- **Record set**:
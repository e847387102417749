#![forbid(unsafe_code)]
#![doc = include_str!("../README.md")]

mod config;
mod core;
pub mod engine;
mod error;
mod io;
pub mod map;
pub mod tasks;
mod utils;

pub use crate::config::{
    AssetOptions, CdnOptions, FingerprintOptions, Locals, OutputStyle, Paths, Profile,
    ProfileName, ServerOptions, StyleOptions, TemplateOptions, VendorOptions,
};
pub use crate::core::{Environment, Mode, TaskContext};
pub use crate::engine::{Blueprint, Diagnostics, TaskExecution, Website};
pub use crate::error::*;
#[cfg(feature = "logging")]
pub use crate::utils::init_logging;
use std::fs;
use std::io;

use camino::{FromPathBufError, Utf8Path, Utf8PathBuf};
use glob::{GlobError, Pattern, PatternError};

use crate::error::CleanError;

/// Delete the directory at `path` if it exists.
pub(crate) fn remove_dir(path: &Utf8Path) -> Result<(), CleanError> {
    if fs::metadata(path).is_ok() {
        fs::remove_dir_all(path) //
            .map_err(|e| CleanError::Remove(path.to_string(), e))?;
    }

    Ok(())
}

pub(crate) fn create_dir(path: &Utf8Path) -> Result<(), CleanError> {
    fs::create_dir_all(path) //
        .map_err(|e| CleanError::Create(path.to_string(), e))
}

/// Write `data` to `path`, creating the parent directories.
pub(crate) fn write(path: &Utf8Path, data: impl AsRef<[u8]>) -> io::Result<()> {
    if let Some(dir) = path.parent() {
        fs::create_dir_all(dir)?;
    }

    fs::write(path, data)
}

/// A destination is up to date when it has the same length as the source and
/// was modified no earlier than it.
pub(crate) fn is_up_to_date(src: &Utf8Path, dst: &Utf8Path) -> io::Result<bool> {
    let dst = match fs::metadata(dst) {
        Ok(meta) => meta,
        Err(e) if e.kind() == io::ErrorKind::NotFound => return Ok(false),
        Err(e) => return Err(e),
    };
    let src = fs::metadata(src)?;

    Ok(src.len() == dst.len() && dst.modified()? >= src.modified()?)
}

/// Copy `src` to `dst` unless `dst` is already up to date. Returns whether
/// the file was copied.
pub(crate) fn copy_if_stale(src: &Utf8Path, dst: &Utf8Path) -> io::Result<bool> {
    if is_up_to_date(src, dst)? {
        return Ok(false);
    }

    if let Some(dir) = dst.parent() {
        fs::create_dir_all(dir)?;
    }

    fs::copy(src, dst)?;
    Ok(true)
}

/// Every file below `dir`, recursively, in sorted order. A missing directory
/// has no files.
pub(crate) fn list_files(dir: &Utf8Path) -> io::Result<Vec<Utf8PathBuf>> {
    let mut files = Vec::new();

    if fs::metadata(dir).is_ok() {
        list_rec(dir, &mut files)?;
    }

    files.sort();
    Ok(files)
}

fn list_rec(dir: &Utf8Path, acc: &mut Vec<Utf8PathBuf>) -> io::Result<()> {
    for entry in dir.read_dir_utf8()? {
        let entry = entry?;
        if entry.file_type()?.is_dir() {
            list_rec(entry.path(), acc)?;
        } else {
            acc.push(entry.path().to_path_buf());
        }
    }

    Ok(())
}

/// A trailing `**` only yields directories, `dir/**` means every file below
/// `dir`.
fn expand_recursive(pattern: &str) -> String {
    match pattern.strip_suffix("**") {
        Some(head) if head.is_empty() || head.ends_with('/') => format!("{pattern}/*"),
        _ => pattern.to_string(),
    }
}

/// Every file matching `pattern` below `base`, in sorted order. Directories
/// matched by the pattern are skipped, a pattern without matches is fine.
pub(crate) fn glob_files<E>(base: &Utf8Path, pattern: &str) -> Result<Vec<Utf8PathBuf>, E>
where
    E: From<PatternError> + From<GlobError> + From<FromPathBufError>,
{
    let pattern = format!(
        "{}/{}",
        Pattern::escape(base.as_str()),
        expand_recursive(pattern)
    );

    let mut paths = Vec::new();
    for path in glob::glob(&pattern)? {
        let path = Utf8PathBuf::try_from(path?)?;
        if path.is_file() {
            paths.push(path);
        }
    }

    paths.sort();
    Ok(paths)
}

* * *

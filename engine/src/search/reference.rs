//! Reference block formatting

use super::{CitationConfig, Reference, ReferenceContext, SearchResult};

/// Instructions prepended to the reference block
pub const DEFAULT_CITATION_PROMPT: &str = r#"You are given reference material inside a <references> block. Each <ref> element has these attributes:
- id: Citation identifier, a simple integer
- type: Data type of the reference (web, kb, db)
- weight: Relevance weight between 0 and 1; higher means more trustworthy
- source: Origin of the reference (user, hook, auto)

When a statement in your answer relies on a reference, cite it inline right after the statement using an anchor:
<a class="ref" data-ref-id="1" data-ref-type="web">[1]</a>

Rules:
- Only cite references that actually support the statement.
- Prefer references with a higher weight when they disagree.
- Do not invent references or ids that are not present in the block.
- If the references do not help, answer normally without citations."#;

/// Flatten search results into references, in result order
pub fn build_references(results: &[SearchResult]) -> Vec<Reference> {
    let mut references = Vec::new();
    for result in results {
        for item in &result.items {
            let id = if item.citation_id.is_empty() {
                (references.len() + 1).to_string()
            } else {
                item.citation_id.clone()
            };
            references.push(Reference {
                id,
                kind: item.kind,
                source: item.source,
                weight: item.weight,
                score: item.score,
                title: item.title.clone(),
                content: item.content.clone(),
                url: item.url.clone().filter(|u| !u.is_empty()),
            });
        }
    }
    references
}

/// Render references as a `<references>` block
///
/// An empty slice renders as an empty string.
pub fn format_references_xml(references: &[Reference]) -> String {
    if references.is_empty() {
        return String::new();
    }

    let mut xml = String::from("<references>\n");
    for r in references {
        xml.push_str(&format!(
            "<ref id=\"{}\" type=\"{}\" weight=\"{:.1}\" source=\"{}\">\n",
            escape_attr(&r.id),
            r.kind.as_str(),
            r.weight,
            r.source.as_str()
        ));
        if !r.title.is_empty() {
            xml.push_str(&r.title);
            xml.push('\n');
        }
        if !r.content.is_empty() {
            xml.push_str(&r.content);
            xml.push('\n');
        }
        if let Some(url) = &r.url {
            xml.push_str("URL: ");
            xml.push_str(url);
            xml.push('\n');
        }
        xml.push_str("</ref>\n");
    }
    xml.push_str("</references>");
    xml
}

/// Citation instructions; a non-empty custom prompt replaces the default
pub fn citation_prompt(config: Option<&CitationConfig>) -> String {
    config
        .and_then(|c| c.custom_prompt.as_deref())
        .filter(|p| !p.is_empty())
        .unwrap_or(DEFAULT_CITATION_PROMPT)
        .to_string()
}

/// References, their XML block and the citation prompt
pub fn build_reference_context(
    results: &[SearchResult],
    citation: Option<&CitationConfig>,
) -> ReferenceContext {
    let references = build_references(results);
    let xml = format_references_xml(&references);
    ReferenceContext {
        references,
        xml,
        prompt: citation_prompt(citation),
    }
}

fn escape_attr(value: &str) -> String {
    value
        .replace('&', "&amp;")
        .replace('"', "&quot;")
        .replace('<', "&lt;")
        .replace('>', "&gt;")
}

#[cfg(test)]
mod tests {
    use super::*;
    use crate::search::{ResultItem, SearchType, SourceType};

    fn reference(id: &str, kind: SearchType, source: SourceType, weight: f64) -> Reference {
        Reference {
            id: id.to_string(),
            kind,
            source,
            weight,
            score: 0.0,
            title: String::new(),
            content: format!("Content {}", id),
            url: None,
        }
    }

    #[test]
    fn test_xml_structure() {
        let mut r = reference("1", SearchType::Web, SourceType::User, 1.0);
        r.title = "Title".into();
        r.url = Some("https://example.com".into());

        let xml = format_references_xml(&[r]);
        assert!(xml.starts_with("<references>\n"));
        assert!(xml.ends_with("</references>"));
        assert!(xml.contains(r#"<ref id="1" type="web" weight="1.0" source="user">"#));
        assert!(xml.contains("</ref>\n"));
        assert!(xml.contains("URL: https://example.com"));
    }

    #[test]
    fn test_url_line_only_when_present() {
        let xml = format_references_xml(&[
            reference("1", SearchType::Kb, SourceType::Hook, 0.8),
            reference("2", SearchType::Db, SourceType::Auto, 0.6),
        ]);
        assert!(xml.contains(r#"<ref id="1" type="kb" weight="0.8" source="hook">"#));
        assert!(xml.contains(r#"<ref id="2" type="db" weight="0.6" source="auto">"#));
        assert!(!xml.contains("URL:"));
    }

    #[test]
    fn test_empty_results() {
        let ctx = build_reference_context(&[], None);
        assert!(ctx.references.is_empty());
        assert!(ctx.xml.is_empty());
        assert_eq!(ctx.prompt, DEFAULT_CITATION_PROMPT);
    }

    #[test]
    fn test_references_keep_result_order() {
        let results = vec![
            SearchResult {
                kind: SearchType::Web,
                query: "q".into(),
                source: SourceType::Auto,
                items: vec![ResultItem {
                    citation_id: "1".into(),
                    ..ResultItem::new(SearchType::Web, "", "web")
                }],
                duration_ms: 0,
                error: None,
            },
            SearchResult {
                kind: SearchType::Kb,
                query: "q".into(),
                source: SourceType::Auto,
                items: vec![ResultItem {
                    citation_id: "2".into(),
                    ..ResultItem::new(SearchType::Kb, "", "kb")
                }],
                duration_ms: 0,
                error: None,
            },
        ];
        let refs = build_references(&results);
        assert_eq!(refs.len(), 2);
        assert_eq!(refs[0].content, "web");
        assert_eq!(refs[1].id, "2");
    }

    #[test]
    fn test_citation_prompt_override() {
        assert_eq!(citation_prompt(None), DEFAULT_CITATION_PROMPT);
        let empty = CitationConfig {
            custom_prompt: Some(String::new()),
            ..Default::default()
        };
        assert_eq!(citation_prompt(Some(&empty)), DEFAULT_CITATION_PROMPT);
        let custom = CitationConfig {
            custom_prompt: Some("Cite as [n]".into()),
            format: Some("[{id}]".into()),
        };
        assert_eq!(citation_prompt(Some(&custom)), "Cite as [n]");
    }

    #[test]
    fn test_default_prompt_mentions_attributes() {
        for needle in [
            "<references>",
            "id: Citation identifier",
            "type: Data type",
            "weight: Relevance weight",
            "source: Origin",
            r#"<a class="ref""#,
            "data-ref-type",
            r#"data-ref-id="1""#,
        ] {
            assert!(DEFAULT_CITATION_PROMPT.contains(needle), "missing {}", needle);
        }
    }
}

* * *

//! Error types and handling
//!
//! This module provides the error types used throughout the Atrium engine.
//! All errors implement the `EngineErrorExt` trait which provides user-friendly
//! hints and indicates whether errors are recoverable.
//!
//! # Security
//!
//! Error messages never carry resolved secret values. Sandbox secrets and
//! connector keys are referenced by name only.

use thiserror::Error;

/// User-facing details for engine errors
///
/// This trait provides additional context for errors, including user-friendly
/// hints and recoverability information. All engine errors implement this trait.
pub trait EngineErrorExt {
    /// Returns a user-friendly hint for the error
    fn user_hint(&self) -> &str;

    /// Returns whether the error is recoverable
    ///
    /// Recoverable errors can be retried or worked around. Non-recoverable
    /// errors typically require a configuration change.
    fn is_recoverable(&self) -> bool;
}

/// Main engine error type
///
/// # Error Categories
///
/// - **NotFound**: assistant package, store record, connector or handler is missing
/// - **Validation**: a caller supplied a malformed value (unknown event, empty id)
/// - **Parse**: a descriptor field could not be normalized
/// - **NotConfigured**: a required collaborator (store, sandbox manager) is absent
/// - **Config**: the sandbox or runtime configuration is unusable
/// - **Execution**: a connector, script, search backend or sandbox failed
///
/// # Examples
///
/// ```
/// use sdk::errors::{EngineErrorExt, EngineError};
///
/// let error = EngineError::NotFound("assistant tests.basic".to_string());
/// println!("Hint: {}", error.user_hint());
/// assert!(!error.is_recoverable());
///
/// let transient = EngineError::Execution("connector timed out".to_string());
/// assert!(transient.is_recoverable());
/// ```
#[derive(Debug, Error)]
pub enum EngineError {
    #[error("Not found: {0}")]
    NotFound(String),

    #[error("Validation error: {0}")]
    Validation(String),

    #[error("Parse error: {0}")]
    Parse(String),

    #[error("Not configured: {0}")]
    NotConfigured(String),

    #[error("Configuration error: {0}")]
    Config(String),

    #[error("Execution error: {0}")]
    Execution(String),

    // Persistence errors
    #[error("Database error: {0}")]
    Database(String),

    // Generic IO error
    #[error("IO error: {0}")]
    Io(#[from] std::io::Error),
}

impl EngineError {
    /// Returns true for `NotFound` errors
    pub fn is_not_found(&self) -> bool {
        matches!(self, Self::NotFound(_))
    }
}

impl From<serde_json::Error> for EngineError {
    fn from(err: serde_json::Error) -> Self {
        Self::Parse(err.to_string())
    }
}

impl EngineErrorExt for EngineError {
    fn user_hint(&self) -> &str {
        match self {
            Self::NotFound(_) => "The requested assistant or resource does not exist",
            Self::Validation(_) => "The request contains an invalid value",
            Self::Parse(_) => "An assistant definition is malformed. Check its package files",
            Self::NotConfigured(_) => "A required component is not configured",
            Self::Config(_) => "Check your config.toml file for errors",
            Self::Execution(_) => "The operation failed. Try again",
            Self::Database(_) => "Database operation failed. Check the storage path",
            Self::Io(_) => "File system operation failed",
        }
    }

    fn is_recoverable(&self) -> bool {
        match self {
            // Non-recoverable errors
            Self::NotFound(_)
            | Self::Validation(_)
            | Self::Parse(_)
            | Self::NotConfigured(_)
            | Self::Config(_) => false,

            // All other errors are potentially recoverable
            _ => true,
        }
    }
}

- **Your goal**:
Please copy each line of the records above in which the word "types" can be found.

- **Solution to this problem**:
//! Error types and handling
//! This module provides the error types used throughout the Atrium engine.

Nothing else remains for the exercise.